I take a good supportive grip on the body, and rub it on the sidewalk. Comes right off.


----------



## Hilltop Raceway (Feb 12, 2006)

NTxSlotCars said:


> I take a good supportive grip on the body, and rub it on the sidewalk. Comes right off.


I figured it would be something like that or rubbing the wall!!!  As many times as you put your car back on the track, it naturally comes off...RM


----------



## SCJ (Jul 15, 1999)

Liquid Draino.........(Use this brand only) and when your done with it, it cleans your pipes out! This will aslo remove some of those vintage "Testors" painted bodies that nothing else will remove.

-------------------------
www.SlotCarJohnnies.com


----------



## pshoe64 (Jun 10, 2008)

*chrome removal*

Cloudy ammonia will remove the chrome and all of the binder that makes it stick to the plastic.

-Paul


----------



## roadrner (Jul 21, 1999)

SCJ said:


> Liquid Draino.........(Use this brand only) and when your done with it, it cleans your pipes out! This will aslo remove some of those vintage "Testors" painted bodies that nothing else will remove.
> 
> -------------------------
> www.SlotCarJohnnies.com


Wonder how this stuff would work on the AW Suburban in that dark blue? Has to be one of the hardest bodies I've ever stripped.  rr


----------



## SCJ (Jul 15, 1999)

roadrner said:


> Wonder how this stuff would work on the AW Suburban in that dark blue? Has to be one of the hardest bodies I've ever stripped.  rr


It will effect it but not for a LONG time....I use Easy Off or break fluid.


--------------------------
www.SlotCarJohnnies.com


----------



## grungerockjeepe (Jan 8, 2007)

Bill Hall said:


> waiting for stripper(s) to work bunches up my boxers.


WATCHING strippers work usually bunches up mine!


----------



## Tazman6069 (Mar 20, 2005)

*Strippers*



SCJ said:


> It will effect it but not for a LONG time....I use Easy Off or break fluid.
> 
> 
> --------------------------
> www.SlotCarJohnnies.com


Brake Fluid will make AFX plastic brittle. My poor BMW M1


----------



## H.O. Slotrods (Jan 30, 2009)

*chrome be gone*



slotcarman12078 said:


> From what I've heard fresh Windex (use the real stuff) will remove it. For the colored one, the second layer will most likely need fresh windex to remove the chrome underneath. Should take a day or two of soaking for the chrome one, and a couple days each layer for the colored one. Occasionally scratch what loosens up with a fingernail to remove the loose stuff and then re-soak.
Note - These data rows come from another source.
//! Seed script for development — populates a fresh database with sample data.
//!
//! Usage: `cargo run --bin seed`
//!
//! Requires `DATABASE_URL` (reads .env).

use chrono::{DateTime, Duration, Utc};
use sqlx::PgPool;
use uuid::Uuid;

const DEMO_EMAIL: &str = "demo@ticklist.local";
const DEMO_PASSWORD: &str = "Demo123!pass";

#[tokio::main]
async fn main() -> anyhow::Result<()> {
    dotenvy::dotenv().ok();

    let db_url = std::env::var("DATABASE_URL").expect("DATABASE_URL must be set");
    let pool = sqlx::postgres::PgPoolOptions::new()
        .max_connections(5)
        .connect(&db_url)
        .await?;

    // Run migrations first
    sqlx::migrate!("./migrations").run(&pool).await?;

    println!("=== Ticklist Seed Script ===");

    let user_id = seed_demo_user(&pool).await?;
    seed_todos(&pool, user_id).await?;

    println!("\n=== Seed complete! ===");
    println!("Demo login: {DEMO_EMAIL} / {DEMO_PASSWORD}");

    Ok(())
}

async fn seed_demo_user(pool: &PgPool) -> anyhow::Result<Uuid> {
    let existing: Option<Uuid> = sqlx::query_scalar("SELECT id FROM users WHERE email = $1")
        .bind(DEMO_EMAIL)
        .fetch_optional(pool)
        .await?;

    let hash = ticklist::services::auth::hash_password(DEMO_PASSWORD)?;

    if let Some(id) = existing {
        // Update password for the existing demo user
        sqlx::query("UPDATE users SET password_hash = $1 WHERE id = $2")
            .bind(&hash)
            .bind(id)
            .execute(pool)
            .await?;
        println!("[done] Updated demo user password");
        return Ok(id);
    }

    let id = Uuid::new_v4();
    sqlx::query("INSERT INTO users (id, name, email, password_hash) VALUES ($1, 'Demo User', $2, $3)")
        .bind(id)
        .bind(DEMO_EMAIL)
        .bind(&hash)
        .execute(pool)
        .await?;

    println!("[done] Created demo user");
    Ok(id)
}

async fn seed_todos(pool: &PgPool, user_id: Uuid) -> anyhow::Result<()> {
    let count: i64 = sqlx::query_scalar("SELECT COUNT(*) FROM todos WHERE user_id = $1")
        .bind(user_id)
        .fetch_one(pool)
        .await?;

    if count > 0 {
        println!("[skip] Todos already exist ({count})");
        return Ok(());
    }

    let now = Utc::now();
    let last_week = now - Duration::days(7);

    // Spread creation dates across this week and the prior one so the
    // dashboard deltas have something to compare.
    type SeedTodo = (
        &'static str,
        Option<&'static str>,
        &'static str,
        bool,
        DateTime<Utc>,
    );
    let todos: Vec<SeedTodo> = vec![
        (
            "Prepare weekly report",
            Some("Summarize sprint progress for the team"),
            "high",
            false,
            now,
        ),
        ("Review pull requests", None, "medium", true, now),
        (
            "Book dentist appointment",
            None,
            "low",
            false,
            now - Duration::hours(3),
        ),
        (
            "Plan project kickoff",
            Some("Draft the agenda and invite stakeholders"),
            "high",
            false,
            now - Duration::days(1),
        ),
        ("Water the plants", None, "low", true, last_week),
        (
            "Renew gym membership",
            None,
            "medium",
            false,
            last_week - Duration::hours(5),
        ),
        (
            "Archive old e-mails",
            Some("Inbox zero before the quarter ends"),
            "low",
            false,
            last_week + Duration::hours(8),
        ),
    ];

    for (title, description, priority, completed, created_at) in todos {
        sqlx::query(
            r#"
            INSERT INTO todos (id, user_id, title, description, priority, start_date, end_date, completed, created_at, updated_at)
            VALUES ($1, $2, $3, $4, $5::todo_priority, $6, $7, $8, $9, $9)
            "#,
        )
        .bind(Uuid::now_v7())
        .bind(user_id)
        .bind(title)
        .bind(description)
        .bind(priority)
        .bind(created_at)
        .bind(created_at + Duration::days(3))
        .bind(completed)
        .bind(created_at)
        .execute(pool)
        .await?;
    }

    println!("[done] Created sample todos across two weeks");
    Ok(())
}
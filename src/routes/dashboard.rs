//! Dashboard routes: aggregated statistics for the overview page.

use axum::{extract::State, Json};

use crate::errors::{ApiResponse, AppError};
use crate::middleware::auth::CurrentUser;
use crate::services::stats::{self as stats_service, StatsSnapshot};
use crate::AppState;

/// GET /api/v1/dashboard/stats — counts and week-over-week deltas for the
/// caller's entire todo collection.
pub async fn stats(
    State(state): State<AppState>,
    current_user: CurrentUser,
) -> Result<Json<ApiResponse<StatsSnapshot>>, AppError> {
    let stats = stats_service::compute_stats(&state.db, current_user.id).await?;
    Ok(ApiResponse::success(stats))
}
//! Unified error handling with consistent API response envelope.

use std::collections::BTreeMap;

use axum::{
    http::StatusCode,
    response::{IntoResponse, Response},
    Json,
};
use serde::Serialize;

/// Per-field validation messages, keyed by field name.
///
/// Returned alongside a 422 so the client can re-render the offending
/// form fields.
#[derive(Debug, Clone, Default, Serialize)]
pub struct FieldErrors(BTreeMap<String, Vec<String>>);

impl FieldErrors {
    pub fn new() -> Self {
        Self::default()
    }

    pub fn push(&mut self, field: &str, message: impl Into<String>) {
        self.0
            .entry(field.to_string())
            .or_default()
            .push(message.into());
    }

    pub fn is_empty(&self) -> bool {
        self.0.is_empty()
    }

    pub fn get(&self, field: &str) -> Option<&Vec<String>> {
        self.0.get(field)
    }

    /// `Ok(())` when no messages were collected, otherwise a validation error.
    pub fn into_result(self) -> Result<(), AppError> {
        if self.is_empty() {
            Ok(())
        } else {
            Err(AppError::Validation(self))
        }
    }
}

impl From<validator::ValidationErrors> for FieldErrors {
    fn from(errors: validator::ValidationErrors) -> Self {
        let mut out = Self::new();
        for (field, errs) in errors.field_errors() {
            let field = field.to_string();
            for err in errs {
                let message = err
                    .message
                    .as_ref()
                    .map(|m| m.to_string())
                    .unwrap_or_else(|| format!("failed '{}' validation", err.code));
                out.push(&field, message);
            }
        }
        out
    }
}

/// Error detail in the API response envelope.
#[derive(Debug, Serialize)]
pub struct ApiError {
    pub code: String,
    pub message: String,
    #[serde(skip_serializing_if = "Option::is_none")]
    pub fields: Option<FieldErrors>,
}

/// Consistent JSON envelope for all API responses.
#[derive(Debug, Serialize)]
pub struct ApiResponse<T: Serialize> {
    pub data: Option<T>,
    pub error: Option<ApiError>,
}

impl<T: Serialize> ApiResponse<T> {
    /// Wrap a successful result in the envelope.
    pub fn success(data: T) -> Json<Self> {
        Json(Self {
            data: Some(data),
            error: None,
        })
    }

    /// Wrap an error in the envelope.
    pub fn error(code: &str, message: &str) -> Json<Self> {
        Json(Self {
            data: None,
            error: Some(ApiError {
                code: code.to_string(),
                message: message.to_string(),
                fields: None,
            }),
        })
    }
}

/// Application error type mapping to HTTP status codes.
#[derive(Debug, thiserror::Error)]
pub enum AppError {
    #[error("Not found: {0}")]
    NotFound(String),

    #[error("Validation failed")]
    Validation(FieldErrors),

    #[error("Unauthorized")]
    Unauthorized,

    #[error("Forbidden: {0}")]
    Forbidden(String),

    #[error("Conflict: {0}")]
    Conflict(String),

    #[error("Database error: {0}")]
    Database(#[from] sqlx::Error),

    #[error("Internal error: {0}")]
    Internal(String),
}

impl From<validator::ValidationErrors> for AppError {
    fn from(errors: validator::ValidationErrors) -> Self {
        Self::Validation(errors.into())
    }
}

impl AppError {
    /// Check if this error represents a not-found condition.
    pub fn is_not_found(&self) -> bool {
        matches!(self, Self::NotFound(_))
    }

    /// Check if this error represents an auth failure.
    pub fn is_unauthorized(&self) -> bool {
        matches!(self, Self::Unauthorized)
    }
}

impl IntoResponse for AppError {
    fn into_response(self) -> Response {
        let (status, code, message, fields) = match self {
            AppError::NotFound(msg) => (StatusCode::NOT_FOUND, "NOT_FOUND", msg, None),
            AppError::Validation(fields) => (
                StatusCode::UNPROCESSABLE_ENTITY,
                "VALIDATION_ERROR",
                "One or more fields are invalid".to_string(),
                Some(fields),
            ),
            AppError::Unauthorized => (
                StatusCode::UNAUTHORIZED,
                "UNAUTHORIZED",
                "Authentication required".to_string(),
                None,
            ),
            AppError::Forbidden(msg) => (StatusCode::FORBIDDEN, "FORBIDDEN", msg, None),
            AppError::Conflict(msg) => (StatusCode::CONFLICT, "CONFLICT", msg, None),
            AppError::Database(e) => {
                tracing::error!(error = %e, "Database error");
                (
                    StatusCode::INTERNAL_SERVER_ERROR,
                    "INTERNAL_ERROR",
                    "An internal error occurred".to_string(),
                    None,
                )
            }
            AppError::Internal(msg) => {
                tracing::error!(error = %msg, "Internal error");
                (
                    StatusCode::INTERNAL_SERVER_ERROR,
                    "INTERNAL_ERROR",
                    "An internal error occurred".to_string(),
                    None,
                )
            }
        };

        let body = ApiResponse::<()> {
            data: None,
            error: Some(ApiError {
                code: code.to_string(),
                message,
                fields,
            }),
        };

        (status, Json(body)).into_response()
    }
}
//! Todo routes: dashboard listing and owner-guarded mutations.

use axum::{
    extract::{Path, Query, State},
    Json,
};
use serde::Serialize;
use uuid::Uuid;

use crate::errors::{ApiResponse, AppError};
use crate::middleware::auth::CurrentUser;
use crate::models::pagination::{PagedResult, Pagination};
use crate::models::todo::{CreateTodo, Todo, UpdateTodo};
use crate::services::stats::{self as stats_service, StatsSnapshot};
use crate::services::todo::{self as todo_service, TodoFilters};
use crate::AppState;

/// Path used when generating pagination links.
const TODOS_PATH: &str = "/api/v1/todos";

/// Listing payload: one page of todos, dashboard stats over the whole
/// collection, and the filter state echoed back to the client.
#[derive(Debug, Serialize)]
pub struct TodoListPage {
    pub todos: PagedResult<Todo>,
    pub stats: StatsSnapshot,
    pub filters: TodoFilters,
}

/// GET /api/v1/todos — search, filter, paginate, plus dashboard stats.
pub async fn list(
    State(state): State<AppState>,
    current_user: CurrentUser,
    Query(pagination): Query<Pagination>,
    Query(filters): Query<TodoFilters>,
) -> Result<Json<ApiResponse<TodoListPage>>, AppError> {
    let (todos, stats) = tokio::try_join!(
        todo_service::list(&state.db, current_user.id, &filters, &pagination, TODOS_PATH),
        stats_service::compute_stats(&state.db, current_user.id),
    )?;

    Ok(ApiResponse::success(TodoListPage {
        todos,
        stats,
        filters,
    }))
}

/// POST /api/v1/todos — create a todo owned by the caller.
pub async fn create(
    State(state): State<AppState>,
    current_user: CurrentUser,
    Json(body): Json<CreateTodo>,
) -> Result<Json<ApiResponse<Todo>>, AppError> {
    let todo = todo_service::create(&state.db, current_user.id, &body).await?;
    Ok(ApiResponse::success(todo))
}

/// PUT /api/v1/todos/{id} — update a todo's editable fields.
pub async fn update(
    State(state): State<AppState>,
    current_user: CurrentUser,
    Path(id): Path<Uuid>,
    Json(body): Json<UpdateTodo>,
) -> Result<Json<ApiResponse<Todo>>, AppError> {
    let todo = todo_service::update(&state.db, id, current_user.id, &body).await?;
    Ok(ApiResponse::success(todo))
}

/// PATCH /api/v1/todos/{id}/toggle — flip the completion flag.
pub async fn toggle(
    State(state): State<AppState>,
    current_user: CurrentUser,
    Path(id): Path<Uuid>,
) -> Result<Json<ApiResponse<Todo>>, AppError> {
    let todo = todo_service::toggle(&state.db, id, current_user.id).await?;
    Ok(ApiResponse::success(todo))
}

/// DELETE /api/v1/todos/{id} — permanent removal.
pub async fn destroy(
    State(state): State<AppState>,
    current_user: CurrentUser,
    Path(id): Path<Uuid>,
) -> Result<Json<ApiResponse<&'static str>>, AppError> {
    todo_service::delete(&state.db, id, current_user.id).await?;
    Ok(ApiResponse::success("Todo deleted"))
}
tried the windex trick last night. 3to4 hrs after started color on chrome mostly gone. used a plastic type brush in a dremel to clean out grooves that worked better than a tooth brush.dumped out used windex poured new.soaked car over night.checked on this morning chrome is all gone.still has a brownish film on most of it.poured out old again and poured new.brushed body again seems to be coming off. put body back in to soak.


----------



## Hilltop Raceway (Feb 12, 2006)

Just curious, what type and brand of body are you stripping??? Aurora T Jet, AFX, JL, Dash, Tyco, AW, etc.??? ...RM


----------



## 1scalevolvo (Feb 5, 2004)

I use ELO (Easy Lift Off ) from micromark.Liquid plumber is great for removing chrome frorm old TYCO cars.

Neal :dude:


----------



## SCJ (Jul 15, 1999)

Tazman6069 said:


> Brake Fluid will make AFX plastic brittle. My poor BMW M1


As with any science project, you need to do some experimenting first, but Break fluid, ELO and most any chemical will make the plastic brittle.....if you leave it in long enough. For a chrome strip it should be fine....and I've never had any trouble with dark colored plastics and the aformentioned chemicals.


-------------------------
www.SlotCarJohnnies.com


----------



## H.O. Slotrods (Jan 30, 2009)

after about 36 hours soaking and brushing this AW body(I THINK) is chrome no more. the last about 24 hours has been working on that brown film left under the chrome. all gone now. nice fairly white body. very happy with results from using windex.this will be my first choice in the future. very little clean up, very low smell,inexspensive,does not seem to affect the plastic.other than the time all good.the time issue isnt even a issue to me as i have other projects going on all at the same time.i would like to thank everyone for there input.


----------